Garment Printing

A Window Into Fashion Production and Digital Technologies with Jenny Holloway of Fashion Enter

by FESPA | 22/06/2020
A Window Into Fashion Production and Digital Technologies with Jenny Holloway of Fashion Enter

As the global health crisis plays out the impact for manufacturers across the world remains significant, the supply chains are fractured, and Retail has changed forever. For the Fashion Industry Covid will be a catalyst for change, and it’s estimated that 80% of the industry is currently in distress – McKinsey & Company.

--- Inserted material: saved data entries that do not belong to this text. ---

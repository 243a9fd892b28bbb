use std::collections::BTreeMap;

use chrono::{NaiveDate, Utc};
use serde::{Deserialize, Serialize};

use carestock_core::{DomainError, DomainResult, Entity, RecordId};

const MAX_NAME_LEN: usize = 120;

#[derive(Debug, Clone, Copy, PartialEq, Eq, Hash, Serialize, Deserialize)]
#[serde(rename_all = "lowercase")]
pub enum Sex {
    Female,
    Male,
    Other,
}

impl Sex {
    pub fn as_str(self) -> &'static str {
        match self {
            Sex::Female => "female",
            Sex::Male => "male",
            Sex::Other => "other",
        }
    }

    pub fn parse(s: &str) -> DomainResult<Self> {
        match s {
            "female" => Ok(Sex::Female),
            "male" => Ok(Sex::Male),
            "other" => Ok(Sex::Other),
            other => Err(DomainError::constraint(format!("unknown sex '{other}'"))),
        }
    }
}

/// Caller-supplied fields of a registry record.
///
/// The allocator never looks inside these beyond validation; they are stored
/// and returned as-is.
#[derive(Debug, Clone, PartialEq, Eq, Serialize, Deserialize)]
pub struct RecordPayload {
    pub given_name: String,
    pub family_name: String,
    #[serde(default)]
    pub birth_date: Option<NaiveDate>,
    #[serde(default)]
    pub sex: Option<Sex>,
    /// Free-form demographic attributes (room, ward, contact, ...).
    #[serde(default)]
    pub attributes: BTreeMap<String, String>,
}

impl RecordPayload {
    pub fn new(given_name: impl Into<String>, family_name: impl Into<String>) -> Self {
        Self {
            given_name: given_name.into(),
            family_name: family_name.into(),
            birth_date: None,
            sex: None,
            attributes: BTreeMap::new(),
        }
    }

    pub fn with_birth_date(mut self, date: NaiveDate) -> Self {
        self.birth_date = Some(date);
        self
    }

    pub fn with_sex(mut self, sex: Sex) -> Self {
        self.sex = Some(sex);
        self
    }

    pub fn with_attribute(mut self, key: impl Into<String>, value: impl Into<String>) -> Self {
        self.attributes.insert(key.into(), value.into());
        self
    }

    /// Validate against today's date.
    pub fn validate(&self) -> DomainResult<()> {
        self.validate_on(Utc::now().date_naive())
    }

    /// Validate required fields; `today` bounds the birth date.
    pub fn validate_on(&self, today: NaiveDate) -> DomainResult<()> {
        check_name("given_name", &self.given_name)?;
        check_name("family_name", &self.family_name)?;

        if let Some(born) = self.birth_date {
            if born > today {
                return Err(DomainError::constraint(format!(
                    "birth_date {born} is in the future"
                )));
            }
        }

        if self.attributes.keys().any(|k| k.trim().is_empty()) {
            return Err(DomainError::constraint("attribute keys cannot be empty"));
        }

        Ok(())
    }
}

fn check_name(field: &str, value: &str) -> DomainResult<()> {
    let trimmed = value.trim();
    if trimmed.is_empty() {
        return Err(DomainError::constraint(format!("{field} cannot be empty")));
    }
    if trimmed.chars().count() > MAX_NAME_LEN {
        return Err(DomainError::constraint(format!(
            "{field} exceeds {MAX_NAME_LEN} characters"
        )));
    }
    Ok(())
}

/// A stored registry record.
#[derive(Debug, Clone, PartialEq, Eq, Serialize, Deserialize)]
pub struct RegistryRecord {
    pub id: RecordId,
    /// Starts at 1, +1 per successful update.
    pub version: u64,
    #[serde(flatten)]
    pub payload: RecordPayload,
}

impl RegistryRecord {
    pub fn new(id: RecordId, payload: RecordPayload) -> Self {
        Self {
            id,
            version: 1,
            payload,
        }
    }
}

impl Entity for RegistryRecord {
    type Id = RecordId;

    fn id(&self) -> RecordId {
        self.id
    }
}

/// Result of an in-place update.
///
/// Distinguishes "no such record" from "someone else changed it first" instead
/// of collapsing both into a zero row count.
#[derive(Debug, Clone, PartialEq, Eq)]
pub enum UpdateOutcome {
    Updated(RegistryRecord),
    NotFound,
    VersionConflict { actual: u64 },
}

impl UpdateOutcome {
    pub fn is_updated(&self) -> bool {
        matches!(self, UpdateOutcome::Updated(_))
    }
}
use std::sync::Arc;

use crate::allocator::{AllocatorConfig, IdentifierAllocator};
use crate::audit::ConsistencyChecker;
use crate::config::CoreConfig;
use crate::ledger::LedgerCoordinator;
use crate::store::Storage;

/// The three core components wired over one shared storage engine.
#[derive(Debug)]
pub struct CoreServices<S> {
    pub registry: IdentifierAllocator<Arc<S>>,
    pub ledger: LedgerCoordinator<Arc<S>>,
    pub checker: ConsistencyChecker<Arc<S>>,
}

impl<S> CoreServices<S>
where
    S: Storage,
{
    pub fn new(storage: Arc<S>, config: &CoreConfig) -> Self {
        Self {
            registry: IdentifierAllocator::with_config(
                Arc::clone(&storage),
                AllocatorConfig::from(config),
            ),
            ledger: LedgerCoordinator::new(Arc::clone(&storage)),
            checker: ConsistencyChecker::new(storage),
        }
    }
}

We are in unchartered territory and face an uncertain future. However, out of adversity comes opportunity, and the crisis does present a sequence of events that will undoubtably accelerate change. The digitization of the supply chain is now a priority in order to avert risk, from design through to production and onto retail - digital technologies offer both the transparency and the technologies that are essential for agile manufacturing.
 
In our most recent podcast Fespa Textile Ambassador Debbie Mckeegan interviewed Jenny Holloway, CEO of Fashion Enter, a social enterprise. Jenny has a lifetimes experience within the Fashion Industry. Working as a senior buyer for many years she has a unique insight into the sector and its politics and practices. Moving on to found Fashion Enter 12 years ago, Jenny is a champion of British manufacturing and an advocate for ethical supply. Her factory based in the heart of London supply’s sewn garments to retail brands across the UK.
 
At the onset of the crisis Jenny and her team moved instinctively to protect the business. As a core supplier to the high street, production was about to slow and the shop floor needed sewn production if the workforce were to be retained. As a British business, Fashion Enter have a close working relationship with their customers, and quickly sort to renegotiate orders, supply’s and deliveries. Pivoting production early on in the pandemic to supply 20,000 items of PPE per week.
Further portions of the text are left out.